Daily Management Review

US Fed updates inflation target, improves macro outlook


The US Federal Reserve System (Fed), following the September meeting, left its key rate at 0–0.25% per annum. Judging by the dotted graph, the open market committee members are not expecting a rate hike until 2023. The authority has updated the wording on inflation target - now the Fed will strive for the level "slightly above 2%" and for maximum employment, until which rates will not rise. At the same time, the forecast for the American economy has been significantly improved: the decline this year will amount to 3.7% instead of the previously expected 6.5%. Unemployment rates will be lower and inflation rates - higher than the previous forecast.

Following the meeting on September 15-16, the US Federal Reserve Open Market Committee expectedly refrained from changing the rate - after in March it urgently lowered it to the level of 0-0.25%. The updated dot chart with forecasts for the rate does not imply an increase by the end of 2023.

In the statement made, the regulator adjusted the wording in accordance with the adopted change in its long-term goals: the Fed will strive for the inflation rate "slightly above 2%", so that on average it is equal to 2% and long-term expectations correspond to it (since 2010 there were only 13 months, when the indicator was above this level, the average inflation in the United States for this period was 1.6%). As a reminder, at the end of August the committee decided that a slight deviation from the target would be possible for "some time", since before that the indicator was below the target. This means moving towards targeting based on an average metric.

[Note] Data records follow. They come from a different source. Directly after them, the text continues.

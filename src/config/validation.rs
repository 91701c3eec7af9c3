//! Configuration validation.
//!
//! # Responsibilities
//! - Semantic validation (serde handles syntactic)
//! - Validate addresses and value ranges
//! - Reject a forwarding policy that trusts no header family
//!
//! # Design Decisions
//! - Returns all validation errors, not just first
//! - Validation is pure function: ServiceConfig → Result<(), Vec<ValidationError>>
//! - Runs before config is accepted into the system

use std::net::SocketAddr;

use thiserror::Error;

use crate::config::schema::ServiceConfig;
use crate::forwarding::ForwardingError;

/// A single semantic problem with a configuration.
#[derive(Debug, Clone, PartialEq, Eq, Error)]
pub enum ValidationError {
    #[error("{field}: invalid socket address {value:?}")]
    InvalidAddress { field: &'static str, value: String },

    #[error("{field} must be greater than zero")]
    Zero { field: &'static str },

    #[error("{field} must not be empty")]
    EmptyPath { field: &'static str },

    #[error("forwarding: {0}")]
    Forwarding(#[from] ForwardingError),
}

/// Check a configuration for semantic errors.
pub fn validate_config(config: &ServiceConfig) -> Result<(), Vec<ValidationError>> {
    let mut errors = Vec::new();

    if config.listener.bind_address.parse::<SocketAddr>().is_err() {
        errors.push(ValidationError::InvalidAddress {
            field: "listener.bind_address",
            value: config.listener.bind_address.clone(),
        });
    }

    if config.listener.max_concurrent_requests == 0 {
        errors.push(ValidationError::Zero {
            field: "listener.max_concurrent_requests",
        });
    }

    if let Some(tls) = &config.listener.tls {
        if tls.cert_path.trim().is_empty() {
            errors.push(ValidationError::EmptyPath { field: "listener.tls.cert_path" });
        }
        if tls.key_path.trim().is_empty() {
            errors.push(ValidationError::EmptyPath { field: "listener.tls.key_path" });
        }
    }

    if config.timeouts.request_secs == 0 {
        errors.push(ValidationError::Zero { field: "timeouts.request_secs" });
    }

    if config.observability.metrics_enabled
        && config.observability.metrics_address.parse::<SocketAddr>().is_err()
    {
        errors.push(ValidationError::InvalidAddress {
            field: "observability.metrics_address",
            value: config.observability.metrics_address.clone(),
        });
    }

    if let Err(e) = config.forwarding.validate() {
        errors.push(e.into());
    }

    if errors.is_empty() {
        Ok(())
    } else {
        Err(errors)
    }
}

#[cfg(test)]
mod tests {
    use super::*;
    use crate::config::schema::TlsConfig;

    #[test]
    fn default_config_is_valid() {
        assert_eq!(validate_config(&ServiceConfig::default()), Ok(()));
    }

    #[test]
    fn collects_every_error() {
        let mut config = ServiceConfig::default();
        config.listener.bind_address = "not-an-address".into();
        config.listener.tls = Some(TlsConfig {
            cert_path: " ".into(),
            key_path: "key.pem".into(),
        });
        config.timeouts.request_secs = 0;
        config.forwarding.support_forwarded = false;
        config.forwarding.support_x_forwarded = false;

        let errors = validate_config(&config).unwrap_err();
        assert_eq!(errors.len(), 4);
        assert!(errors.contains(&ValidationError::Forwarding(ForwardingError::NoHeaderFamily)));
        assert!(errors.contains(&ValidationError::EmptyPath { field: "listener.tls.cert_path" }));
    }

    #[test]
    fn metrics_address_checked_only_when_enabled() {
        let mut config = ServiceConfig::default();
        config.observability.metrics_address = "nope".into();
        assert!(validate_config(&config).is_ok());

        config.observability.metrics_enabled = true;
        assert_eq!(validate_config(&config).unwrap_err().len(), 1);
    }
}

Regarding employment, the regulator will not assess “deviations” from the maximum level, but “shortage”.

The Fed also updated its macro forecast on Wednesday - according to it, the US economy will decline 3.7% this year, not 6.5%, as expected back in June (an increase of 4% instead of 5% in 2021 and 3% instead of 3.5% - in 2022). Recall that the decline in US GDP in the second quarter of 2020 amounted to 9.1% against the first estimate of 9.5% (in the first quarter there was an increase of 0.3%). Inflation rates (excluding energy and food) should rise by 1.2% this year, not by 0.8% (1.7% and 1.8% in the next two years). The unemployment forecast for this year has been lowered from 9.3% to 7.6% (down to 4% by 2023). Meanwhile, the latest data from the US Department of Labor showed that the unemployment rate in August fell to 8.4%, while in April it was a record 14.7% (record low of just 3.5% in February). Inflation accelerated slightly in August - from 0.9% to 1% (from 1.1% to 1.3% after deducting energy and food).

On Wednesday, an updated forecast from the OECD was also presented - they expect the world economy to sag by 4.5% this year (this estimate was immediately improved by 1.5 percentage points), before growing by 5% in 2021 (estimate decreased by 0.2 points). In the United States, the size of the economy will shrink by 3.8%, but in 2021 it will grow by 4%, in the euro area - it will fall by 7.9% and grow later by 5.1%. China will see growth both this - by 1.8% and next year - plus 8%.